China Builds High-Speed Rail Links; U.S. to 'Invest' in Armed Guards for Schools.

Amtrak + U.S. Government = Crappy Service.

NOTE:

Yet as US cities continue to plot out high-speed rail solutions, the breakneck pace at which China has developed its own system has also raised concerns, particularly after a 2011 collision left 40 people dead.

http://resources1.news.com.au/images/2011/07/25/1226101/105773-110725-china-rail-accident.jpg


Oh no! You mean it's not a foolproof system yet??!?!?!!!

Like airplanes that never crash or cars that never die?

:rolleyes:
 
I'm skeptical of them being profitable if run by the government. I literally had a Facebook friend today post he's been riding the commuter train into Los Angeles for a year and today was the first day he was asked for his ticket.

If you look at it from that point of view, the Interstate System has yet to turn a profit. It just sucks up more money every year.

I've always wondered why possessing an automobile gets one preferential treatment from the government.
 
The car is the evolution of the horse. It allows you (relatively speaking) to go where you want, when you want.

Trains, light rail, airplanes, ships, etc always require you to be on a schedule not of your own choosing. You always have to delay your desires for the "good" of something else.

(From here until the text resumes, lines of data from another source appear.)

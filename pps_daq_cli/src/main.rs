use clap::{value_parser, Arg, ArgMatches, Command};
use indicatif::{MultiProgress, ProgressBar, ProgressStyle};
use indicatif_log_bridge::LogWrapper;
use simplelog::{ColorChoice, CombinedLogger, LevelFilter, TermLogger, TerminalMode, WriteLogger};
use std::error::Error;
use std::fs::File;
use std::path::{Path, PathBuf};
use std::process::ExitCode;
use time::format_description::well_known::Rfc3339;
use time::OffsetDateTime;

use libpps_daq::abort::install_interrupt_handler;
use libpps_daq::acquisition::{AcquisitionContext, AcquisitionSettings};
use libpps_daq::assembler::{EventSource, MeasurementAssembler};
use libpps_daq::burst_stack::BurstStack;
use libpps_daq::config::Config;
use libpps_daq::constants::DEFAULT_COORDINATOR_PORT;
use libpps_daq::coordinator::Coordinator;
use libpps_daq::error::{AssemblerError, ListenerError};
use libpps_daq::file_copier::FileCopier;
use libpps_daq::listener::Listener;
use libpps_daq::simulation::SimulatedCrate;
use libpps_daq::status::{BurstStatus, RunStatistics, StatusSink};
use libpps_daq::tdc_file::TdcFile;

const LOG_FILE: &str = "pps_daq.log";

/// Shows the progress of the open burst towards the next file rotation
struct ProgressSink {
    bar: ProgressBar,
}

impl ProgressSink {
    fn new(pb_manager: &MultiProgress, triggers_per_file: u64) -> Self {
        let bar = pb_manager.add(ProgressBar::new(triggers_per_file));
        if let Ok(style) =
            ProgressStyle::with_template("{msg} [{bar:40.cyan/blue}] {pos}/{len} triggers")
        {
            bar.set_style(style);
        }
        Self { bar }
    }
}

impl StatusSink for ProgressSink {
    fn new_burst(&mut self, run_id: u32, spill_id: u32) {
        self.bar.reset();
        self.bar.set_message(format!("Run {run_id} burst {spill_id}"));
    }

    fn monitor(&mut self, status: &BurstStatus) {
        self.bar
            .set_position(status.triggers_in_burst.min(status.triggers_per_file));
    }

    fn run_statistics(&mut self, _stats: &RunStatistics) {
        self.bar.finish_and_clear();
    }
}

fn init_logging(pb_manager: &MultiProgress) -> Result<(), Box<dyn Error>> {
    let logger = CombinedLogger::new(vec![
        TermLogger::new(
            LevelFilter::Info,
            simplelog::Config::default(),
            TerminalMode::Mixed,
            ColorChoice::Auto,
        ),
        WriteLogger::new(
            LevelFilter::Info,
            simplelog::Config::default(),
            File::create(LOG_FILE)?,
        ),
    ]);
    LogWrapper::new(pb_manager.clone(), logger).try_init()?;
    log::set_max_level(LevelFilter::Info);
    Ok(())
}

fn make_template_config(path: &Path) -> Result<(), Box<dyn Error>> {
    log::info!("Making a template config at {}...", path.to_string_lossy());
    Config::default().write_config_file(path)?;
    Ok(())
}

fn run_acquisition(config_path: &Path, pb_manager: &MultiProgress) -> Result<(), Box<dyn Error>> {
    log::info!("Loading config from {}...", config_path.to_string_lossy());
    let config = Config::read_config_file(config_path)?;
    log::info!("Config successfully loaded.");
    let run_id = config.get_run_id()?;
    log::info!("Output Path: {}", config.output_path.to_string_lossy());
    if let Some(transfer) = config.get_transfer_directory(run_id) {
        log::info!("Transfer Path: {}", transfer.to_string_lossy());
    }
    log::info!("Run: {run_id} Boards: {}", config.get_number_of_boards());
    log::info!(
        "Global Mode: {:?} Triggers per File: {}",
        config.global_mode,
        config.triggers_per_file
    );

    let abort = install_interrupt_handler()?;

    let sim = SimulatedCrate::new(&config.simulation, config.fanout_registers.clone());
    let boards = config
        .board_addresses
        .iter()
        .map(|address| sim.board(*address, config.acquisition_mode, config.detection_mode))
        .collect();

    let copier = config
        .get_transfer_directory(run_id)
        .map(|dir| FileCopier::new(&dir, config.delete_transferred));

    let coordinator = match config.coordinator_port {
        Some(port) => match Coordinator::bind(("0.0.0.0", port)) {
            Ok(coordinator) => {
                log::info!("Listeners can connect on port {port}");
                Some(coordinator)
            }
            Err(e) => {
                log::warn!("Running without listeners: {e}");
                None
            }
        },
        None => None,
    };
    let sink = (
        ProgressSink::new(pb_manager, config.triggers_per_file),
        coordinator,
    );

    let mut context = AcquisitionContext::new(
        AcquisitionSettings::from_config(&config, run_id),
        boards,
        Some(sim.fanout()),
        copier,
        sink,
        abort,
    );
    log::info!("Starting acquisition. Press Ctrl-C to stop.");
    let stats = context.run()?;
    if let Some(copier) = context.get_consumer() {
        log::info!(
            "Transferred {} file(s) to {}",
            copier.get_files_copied(),
            copier.get_destination().to_string_lossy()
        );
    }
    log::info!("Run {} finished: {} events.", stats.run_id, stats.total_events());
    Ok(())
}

fn print_events<S>(source: &mut S) -> Result<u64, AssemblerError>
where
    S: EventSource,
    AssemblerError: From<S::Error>,
{
    let mut n_events = 0;
    while let Some(event) = source.next_event()? {
        println!("{event}");
        n_events += 1;
    }
    Ok(n_events)
}

fn print_measurements<S>(
    source: &mut S,
    assembler: MeasurementAssembler,
    channel: u8,
) -> Result<u64, AssemblerError>
where
    S: EventSource,
    AssemblerError: From<S::Error>,
{
    let mut n_measurements = 0;
    while let Some(measurement) = assembler.next_measurement(source, channel)? {
        let tot = measurement
            .time_over_threshold()
            .map_or(String::from("-"), |tot| tot.to_string());
        println!(
            "channel {} leading {:?} trailing {:?} tot {tot}{}{}",
            measurement.channel,
            measurement.leading_times(),
            measurement.trailing_times(),
            if measurement.is_complete() { "" } else { " incomplete" },
            if measurement.has_error() { " error" } else { "" },
        );
        n_measurements += 1;
    }
    Ok(n_measurements)
}

fn dump(matches: &ArgMatches) -> Result<(), Box<dyn Error>> {
    let channel = matches.get_one::<u8>("channel").copied();
    let n_printed = if let Some(path) = matches.get_one::<String>("file") {
        let mut file = TdcFile::open(&PathBuf::from(path))?;
        let written = file
            .get_write_time()
            .and_then(|t| OffsetDateTime::from(t).format(&Rfc3339).ok())
            .unwrap_or_else(|| String::from("unknown"));
        let header = file.header();
        println!(
            "{} (written {written})",
            file.get_filename().to_string_lossy()
        );
        println!(
            "Run {} spill {} acquisition mode {} detection mode {} ({} words)",
            header.run_id,
            header.spill_id,
            header.acq_mode,
            header.det_mode,
            file.get_number_of_events()
        );
        let n_printed = match channel {
            Some(channel) => {
                let assembler = MeasurementAssembler::for_file(&file)?;
                print_measurements(&mut file, assembler, channel)?
            }
            None => print_events(&mut file)?,
        };
        log::info!(
            "Read {} of {} words.",
            file.get_events_read(),
            file.get_number_of_events()
        );
        n_printed
    } else {
        let directory = matches
            .get_one::<String>("directory")
            .ok_or("Either a file or a directory is needed")?;
        let run_id = *matches
            .get_one::<u32>("run")
            .ok_or("A run number is needed with a directory")?;
        let board = matches.get_one::<usize>("board").copied().unwrap_or(0);
        let mut stack = BurstStack::new(&PathBuf::from(directory), run_id, board)?;
        log::info!(
            "Reading {} file(s) of run {} board {}",
            stack.file_stack.len() + 1,
            stack.get_run_id(),
            stack.get_board()
        );
        match channel {
            Some(channel) => {
                let assembler =
                    MeasurementAssembler::from_mode_code(stack.get_active_header().acq_mode)?;
                print_measurements(&mut stack, assembler, channel)?
            }
            None => print_events(&mut stack)?,
        }
    };
    log::info!("Printed {n_printed} entries.");
    Ok(())
}

fn listen(matches: &ArgMatches) -> Result<(), Box<dyn Error>> {
    let address = matches
        .get_one::<String>("address")
        .cloned()
        .unwrap_or_else(|| format!("127.0.0.1:{DEFAULT_COORDINATOR_PORT}"));
    let mut listener = Listener::connect(address.as_str())?;
    log::info!(
        "Connected to {} as listener {}",
        listener.peer_address()?,
        listener.get_id()
    );
    loop {
        match listener.receive() {
            Ok(message) => log::info!("{message}"),
            Err(ListenerError::MasterDisconnected) => {
                log::info!("The acquisition closed the session.");
                return Ok(());
            }
            Err(e) => return Err(e.into()),
        }
    }
}

fn main() -> ExitCode {
    // Create a cli
    let matches = Command::new("pps_daq_cli")
        .arg_required_else_help(true)
        .subcommand(
            Command::new("new")
                .about("Make a template configuration yaml file")
                .arg(
                    Arg::new("path")
                        .short('p')
                        .long("path")
                        .required(true)
                        .help("Path to the file"),
                ),
        )
        .subcommand(
            Command::new("run")
                .about("Run an acquisition until interrupted")
                .arg(
                    Arg::new("path")
                        .short('p')
                        .long("path")
                        .required(true)
                        .help("Path to the configuration file"),
                ),
        )
        .subcommand(
            Command::new("dump")
                .about("Print the content of a data file, or of a whole run")
                .arg(
                    Arg::new("file")
                        .short('f')
                        .long("file")
                        .conflicts_with("directory")
                        .help("Path to a data file"),
                )
                .arg(
                    Arg::new("directory")
                        .short('d')
                        .long("directory")
                        .requires("run")
                        .help("Output directory of a run"),
                )
                .arg(
                    Arg::new("run")
                        .short('r')
                        .long("run")
                        .value_parser(value_parser!(u32))
                        .help("Run number"),
                )
                .arg(
                    Arg::new("board")
                        .short('b')
                        .long("board")
                        .value_parser(value_parser!(usize))
                        .help("Board index (default 0)"),
                )
                .arg(
                    Arg::new("channel")
                        .short('c')
                        .long("channel")
                        .value_parser(value_parser!(u8))
                        .help("Group the words into measurements of this channel"),
                ),
        )
        .subcommand(
            Command::new("listen")
                .about("Follow a running acquisition")
                .arg(
                    Arg::new("address")
                        .short('a')
                        .long("address")
                        .help("host:port of the acquisition (default 127.0.0.1:1987)"),
                ),
        )
        .get_matches();

    // Initialize feedback
    let pb_manager = MultiProgress::new();
    if let Err(e) = init_logging(&pb_manager) {
        eprintln!("Could not create logging/progress: {e}");
        return ExitCode::FAILURE;
    }

    let result = match matches.subcommand() {
        Some(("new", sub)) => sub
            .get_one::<String>("path")
            .ok_or_else(|| "A path is needed".into())
            .and_then(|path| make_template_config(&PathBuf::from(path))),
        Some(("run", sub)) => sub
            .get_one::<String>("path")
            .ok_or_else(|| "A path is needed".into())
            .and_then(|path| run_acquisition(&PathBuf::from(path), &pb_manager)),
        Some(("dump", sub)) => dump(sub),
        Some(("listen", sub)) => listen(sub),
        _ => Err("Unknown command".into()),
    };

    match result {
        Ok(()) => {
            log::info!("Done.");
            ExitCode::SUCCESS
        }
        Err(e) => {
            log::error!("{e}");
            ExitCode::FAILURE
        }
    }
}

As someone who just spent nearly an hour on a tarmac waiting for a gate to open up with three children (not of my own making) screaming their heads off who then waiting at a Metro station while the rain and sleet did their best to remove the last of my sanity only to get on a train with no heat and a vagrant accosting everyone on the train for money I can tell you that sometimes having your own shit is the way to go.

But I'm sure most folks are far more patient and better than I am.

And I have no doubt China respected the rights of the citizens it relocated out into the middle of nowhere so a small percentage of their population could get from Hong Kong to wherever a few hours slower than the slowest plane...
 
Exactly. I get all over the bay area on BART and MUNI every time I get there. I try to take the trolleys at least once per trip if I have time. In a city with decent public transportation, there's no need for anything else.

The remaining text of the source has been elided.